If you’d been asked to name the 100 most important things or rather 100 senseless things what would you start with? Right, there are so many more useless than needful things and you would easily be able to list more than 100 of them.
Counting aside, the existence of things you don’t need is true for most facets in life and – sadly enough – to an exceeding extent for enterprise software. We talk about features or rather an overload of aggregations of them. They conquer applications like viruses on computers, infesting them like a severe disease: Featuritis. Unfortunately, there is no antidote or cure, it either hits you or you resist. Some do, as Horace Dediu reports, and you may be surprised who:
“We were witnesses to apps which appeared to be designed for users[!] They were not designed for committees that prepare checklists of requirements. We must applaud IBM for having the courage to resist the featuritis which plagues enterprise software design. This resistance requires saying No to those who specify and are thus authorized to purchase software and hardware. IBM has had to essentially say no to those who buy and yes to those who are paid to use. The quality of the experience is evident at first sight. The number of user actions, the number of screens to wade through have been ruthlessly culled. These are concepts and ideas which now permeate app design best practices. Yet they are practices which still elude the spec-driven enterprise software wastelands.”
This describes in essence the philosophy upon which Scope is built. When we started the development of Scope in 2006, one of my biggest fears was encountering the dreaded “Second-system effect”. We had a perfectly good working system with ProCars, and it was a very tough decision to question assumptions that had manifested themselves over thirty years.
Yet, we started Scope from a blank slate. We designed Scope first and foremost with its potential users in mind. With resistance to featuritis from the very beginning. Features that were important for just “enterprise sized” customers were dropped — screens were made fix instead of being configurable. Component behavior was standardized across the application. Master data management (e.g. countries, ports, currencies) was removed from the realm of the user into a central responsibility on our side.
We are now in year nine of Scope. Numerous features and functionality have been added since the humble – but nevertheless ardent – beginnings in 2006. But for every feature or improvement request that we receive we still keep asking ourselves: “Is this really necessary?“. “Does it help the user?”. “Is there a better way to do it?”. We continue to say “No” or “Maybe” to a lot of issues. Saying “No” is hard and sometimes leads to controversy. But the rule is – and always will be – it has to make sense. Make doing the easy things easy and the hard things possible. Otherwise it’s not a feature but a plague.

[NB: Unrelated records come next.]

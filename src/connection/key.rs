//! Pool keys and keying strategies.

use std::fmt;
use std::net::SocketAddr;

/// Identifies which connections are interchangeable.
#[derive(Debug, Clone, Copy, PartialEq, Eq, Hash)]
pub struct PoolKey {
    address: Option<SocketAddr>,
    message_type: Option<&'static str>,
}

impl PoolKey {
    /// Key by destination and message type.
    pub fn new(address: Option<SocketAddr>, message_type: Option<&'static str>) -> Self {
        Self {
            address,
            message_type,
        }
    }

    /// Key by destination only.
    pub fn for_address(address: SocketAddr) -> Self {
        Self::new(Some(address), None)
    }

    /// Key by message type only, for address-agnostic transports.
    pub fn for_message_type(message_type: &'static str) -> Self {
        Self::new(None, Some(message_type))
    }

    /// Destination address, if part of the key.
    pub fn address(&self) -> Option<SocketAddr> {
        self.address
    }

    /// Message type, if part of the key.
    pub fn message_type(&self) -> Option<&'static str> {
        self.message_type
    }
}

impl fmt::Display for PoolKey {
    fn fmt(&self, f: &mut fmt::Formatter<'_>) -> fmt::Result {
        match (self.address, self.message_type) {
            (Some(addr), Some(ty)) => write!(f, "{ty}@{addr}"),
            (Some(addr), None) => write!(f, "{addr}"),
            (None, Some(ty)) => write!(f, "{ty}"),
            (None, None) => f.write_str("*"),
        }
    }
}

/// How envelopes are mapped onto pool keys.
#[derive(Debug, Clone, Copy, PartialEq, Eq, Hash, Default)]
pub enum KeyStrategy {
    /// One set of connections per destination.
    #[default]
    ByAddress,
    /// One set of connections per message type, shared across destinations.
    ByMessageType,
    /// One set of connections per destination and message type.
    ByAddressAndType,
}

impl KeyStrategy {
    /// Build the key for a request.
    pub fn key_for(&self, address: Option<SocketAddr>, message_type: &'static str) -> PoolKey {
        match self {
            KeyStrategy::ByAddress => PoolKey::new(address, None),
            KeyStrategy::ByMessageType => PoolKey::for_message_type(message_type),
            KeyStrategy::ByAddressAndType => PoolKey::new(address, Some(message_type)),
        }
    }
}

#[cfg(test)]
mod tests {
    use super::*;

    #[test]
    fn test_key_strategies() {
        let addr: SocketAddr = "10.0.0.1:27015".parse().unwrap();

        let by_addr = KeyStrategy::ByAddress.key_for(Some(addr), "info");
        assert_eq!(by_addr, PoolKey::for_address(addr));

        let by_type = KeyStrategy::ByMessageType.key_for(Some(addr), "info");
        assert_eq!(by_type.address(), None);
        assert_eq!(by_type.message_type(), Some("info"));

        let both = KeyStrategy::ByAddressAndType.key_for(Some(addr), "info");
        assert_eq!(both.to_string(), "info@10.0.0.1:27015");
    }
}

Nevertheless, as a reliable, cooperative partner to our customers we always have an open mind on suggested improvements – Scope literally lives from additional input of users and, after all, is a continuously growing summary of improvements. Therefore we will continue to invest in all necessary resources to deliver real Innovation in Logistics. Not to fulfill the check-marks on an enterprise’s list of features. For it is our pronounced intention to please current as well as future users and contribute to their work-life becoming a bit brighter. Thus we’ll never stop doing things that make sense.